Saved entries
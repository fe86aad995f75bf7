use std::sync::Arc;

use crate::catalog::RecordFetcher;
use crate::config::Config;
use crate::equations::review::EquationReviewer;
use crate::summary::Summarizer;

/// Shared application state injected into all route handlers via Axum extractors.
#[derive(Clone)]
pub struct AppState {
    pub fetcher: Arc<RecordFetcher>,
    /// Pluggable summarizer. Default: LlmSummarizer.
    pub summarizer: Arc<dyn Summarizer>,
    /// Model review of flagged equation rows. Default: LlmReviewer.
    pub reviewer: Arc<dyn EquationReviewer>,
    pub config: Config,
}
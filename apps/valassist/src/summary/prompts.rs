use crate::catalog::models::Batch;

pub const SUMMARY_SYSTEM: &str = "You summarize batches of catalog records. \
    Be concise. Refer to records by their id.";

/// The user message for one batch: the batch's records as pretty JSON.
pub fn batch_prompt(batch: &Batch) -> Result<String, serde_json::Error> {
    let records = serde_json::to_string_pretty(&batch.records)?;
    Ok(format!(
        "Batch {} of {} ({} records):\n{}",
        batch.index,
        batch.total_batches,
        batch.records.len(),
        records
    ))
}
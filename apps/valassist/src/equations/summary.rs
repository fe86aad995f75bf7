use std::collections::HashSet;

use chrono::Local;
use serde::Serialize;

use crate::equations::models::{EvaluationResult, EvaluationStatus};

/// Aggregate statistics for one evaluation run.
#[derive(Debug, Clone, PartialEq, Serialize)]
pub struct RunSummary {
    pub total_rows: usize,
    pub successful: usize,
    pub warnings: usize,
    pub errors: usize,
    pub success_rate: String,
    pub matches: usize,
    pub mismatches: usize,
    pub match_rate: String,
    pub unique_targets: usize,
    pub unique_attributes: usize,
    pub processed_at: String,
}

fn percent(part: usize, total: usize) -> String {
    if total == 0 {
        "0%".to_string()
    } else {
        format!("{:.1}%", part as f64 / total as f64 * 100.0)
    }
}

impl RunSummary {
    pub fn from_results(results: &[EvaluationResult]) -> Self {
        let count = |status: EvaluationStatus| results.iter().filter(|r| r.status == status).count();
        let successful = count(EvaluationStatus::Success);
        let matches = results.iter().filter(|r| r.matches_reported).count();

        let unique_targets = results
            .iter()
            .map(|r| r.target_name.as_str())
            .filter(|t| !t.is_empty())
            .collect::<HashSet<_>>()
            .len();
        let unique_attributes = results
            .iter()
            .flat_map(|r| r.attribute_values.iter())
            .filter_map(|v| v.split_once(": ").map(|(name, _)| name))
            .collect::<HashSet<_>>()
            .len();

        Self {
            total_rows: results.len(),
            successful,
            warnings: count(EvaluationStatus::Warning),
            errors: count(EvaluationStatus::Error),
            success_rate: percent(successful, results.len()),
            matches,
            mismatches: results.len() - matches,
            match_rate: percent(matches, results.len()),
            unique_targets,
            unique_attributes,
            processed_at: Local::now().format("%Y-%m-%d %H:%M:%S").to_string(),
        }
    }
}
//! Per-row evaluation pipeline: substitute, rewrite, normalize, evaluate,
//! compare.

use tracing::{debug, info, warn};

use crate::equations::compare::{compare_values, convert_to_decimal, normalize_hex_value};
use crate::equations::eval::{EvalError, Evaluator, Value};
use crate::equations::models::{
    AttributeTable, EquationRow, EquationSource, EvaluationResult, EvaluationStatus,
};
use crate::equations::normalize::{normalize_literals, rewrite_ternaries, substitute_attributes};
use crate::equations::parser::{parse, parse_lookup_table, Expr, ParseError};

/// Characters that mark text as an expression rather than a literal.
const OPERATOR_CHARS: &[char] = &[
    '+', '-', '*', '/', '%', '<', '>', '=', '!', '&', '|', '^', '(', ')', '?', ':', ',',
];

/// Longest substituted equation text the pipeline will process.
pub const MAX_EQUATION_LEN: usize = 16 * 1024;

#[derive(Debug)]
enum Failure {
    Parse(ParseError),
    Eval(EvalError),
    NoSelector,
    TooLong(usize),
}

impl std::fmt::Display for Failure {
    fn fmt(&self, f: &mut std::fmt::Formatter<'_>) -> std::fmt::Result {
        match self {
            Failure::Parse(e) => write!(f, "{e}"),
            Failure::Eval(e) => write!(f, "{e}"),
            Failure::NoSelector => f.write_str("lookup table has no selector attribute"),
            Failure::TooLong(len) => write!(
                f,
                "equation is {len} bytes, longer than the {MAX_EQUATION_LEN}-byte limit"
            ),
        }
    }
}

impl From<ParseError> for Failure {
    fn from(e: ParseError) -> Self {
        Failure::Parse(e)
    }
}

impl From<EvalError> for Failure {
    fn from(e: EvalError) -> Self {
        Failure::Eval(e)
    }
}

fn is_literal_pass_through(text: &str) -> bool {
    let lower = text.trim_start().to_ascii_lowercase();
    !text.contains(OPERATOR_CHARS)
        && !lower.starts_with("lineitem")
        && !lower.starts_with("dec2hex")
}

fn evaluate_text(
    text: &str,
    selector: Option<&str>,
    attributes: &AttributeTable,
) -> Result<Value, Failure> {
    let trimmed = text.trim();
    let evaluator = Evaluator::new(attributes);

    if trimmed.is_empty() {
        return Err(ParseError::Empty.into());
    }
    if trimmed.starts_with('{') {
        let entries = parse_lookup_table(trimmed)?;
        let selector = selector.ok_or(Failure::NoSelector)?;
        let expr = Expr::TableLookup {
            entries,
            selector: Box::new(Expr::AttributeRef(selector.to_string())),
        };
        return Ok(evaluator.eval(&expr)?);
    }

    if is_literal_pass_through(trimmed) {
        return Ok(Value::Text(trimmed.to_string()));
    }

    Ok(evaluator.eval(&parse(trimmed)?)?)
}

/// Whether an evaluated value denotes the reported one.
fn value_matches(value: &Value, reported: &str) -> bool {
    match value {
        Value::Text(s) => compare_values(s, reported),
        Value::Bool(b) if reported.trim().eq_ignore_ascii_case(&b.to_string()) => true,
        _ => {
            if let (Some(a), Some(b)) = (value.canonical_hex(), normalize_hex_value(reported)) {
                if a == b {
                    return true;
                }
            }
            match (value.as_number().ok(), convert_to_decimal(reported)) {
                (Some(a), Some(b)) => (a - b).abs() < 1e-9,
                _ => false,
            }
        }
    }
}

/// Evaluates one row against the attribute table. Never fails: parse and
/// evaluation problems are reported through the result's status.
pub fn evaluate_row(row: &EquationRow, attributes: &AttributeTable) -> EvaluationResult {
    let substitution = substitute_attributes(&row.raw_equation, attributes);

    let mut attribute_values = substitution.used;
    let mut missing = substitution.missing;
    let selector = match &row.source {
        EquationSource::TableLookup { selector } => Some(selector.as_str()),
        EquationSource::DirectAssignment => row.attribute_refs().first().map(String::as_str),
    };
    if let EquationSource::TableLookup { selector } = &row.source {
        if !attribute_values.iter().any(|v| v.starts_with(&format!("{selector}: "))) {
            match attributes.stringify(selector) {
                Some(value) => attribute_values.push(format!("{selector}: {value}")),
                None => {
                    attribute_values.push(format!("{selector}: 0"));
                    missing.push(selector.clone());
                }
            }
        }
    }

    let defaulted = if missing.is_empty() {
        String::new()
    } else {
        format!("Attribute(s) {} not found, defaulted to 0. ", missing.join(", "))
    };

    let (processed, outcome) = if substitution.text.len() > MAX_EQUATION_LEN {
        (String::new(), Err(Failure::TooLong(substitution.text.len())))
    } else {
        let processed = normalize_literals(&rewrite_ternaries(&substitution.text));
        let outcome = evaluate_text(&processed, selector, attributes);
        (processed, outcome)
    };

    let (calculated_value, matches_reported, status, explanation) = match outcome {
        Ok(value) => {
            let calculated = value.to_string();
            let matches = value_matches(&value, &row.reported_value);
            let status = if missing.is_empty() {
                EvaluationStatus::Success
            } else {
                EvaluationStatus::Warning
            };
            let explanation = format!(
                "{defaulted}Evaluated `{processed}` to {calculated}; reported {} ({}).",
                row.reported_value,
                if matches { "match" } else { "mismatch" }
            );
            (calculated, matches, status, explanation)
        }
        Err(Failure::Eval(EvalError::KeyNotFound(key))) => {
            let calculated = format!("Key '{key}' not found");
            let explanation = format!(
                "{defaulted}Lookup table has no entry for '{key}'; reported {}.",
                row.reported_value
            );
            (calculated, false, EvaluationStatus::Warning, explanation)
        }
        Err(failure) => {
            let explanation = format!("{defaulted}Could not evaluate `{processed}`: {failure}.");
            (
                format!("ERROR: {failure}"),
                false,
                EvaluationStatus::Error,
                explanation,
            )
        }
    };

    debug!(
        target_name = %row.target_name,
        calculated = %calculated_value,
        ?status,
        "Evaluated equation"
    );

    EvaluationResult {
        target_name: row.target_name.clone(),
        calculated_value,
        matches_reported,
        explanation,
        status,
        processed_equation: processed,
        attribute_values,
    }
}

/// Evaluates every row independently, in input order.
pub fn evaluate_rows(rows: &[EquationRow], attributes: &AttributeTable) -> Vec<EvaluationResult> {
    info!(
        rows = rows.len(),
        attributes = attributes.len(),
        "Evaluating equations"
    );
    if attributes.is_empty() && rows.iter().any(|r| !r.attribute_refs().is_empty()) {
        warn!("Attribute table is empty; every placeholder will default to 0");
    }
    rows.iter().map(|row| evaluate_row(row, attributes)).collect()
}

Prompt:
As you read the records above, find each line that contains "missing" and copy it.

Result for this task:
    let mut missing = substitution.missing;
                    missing.push(selector.clone());
    let defaulted = if missing.is_empty() {
        format!("Attribute(s) {} not found, defaulted to 0. ", missing.join(", "))
            let status = if missing.is_empty() {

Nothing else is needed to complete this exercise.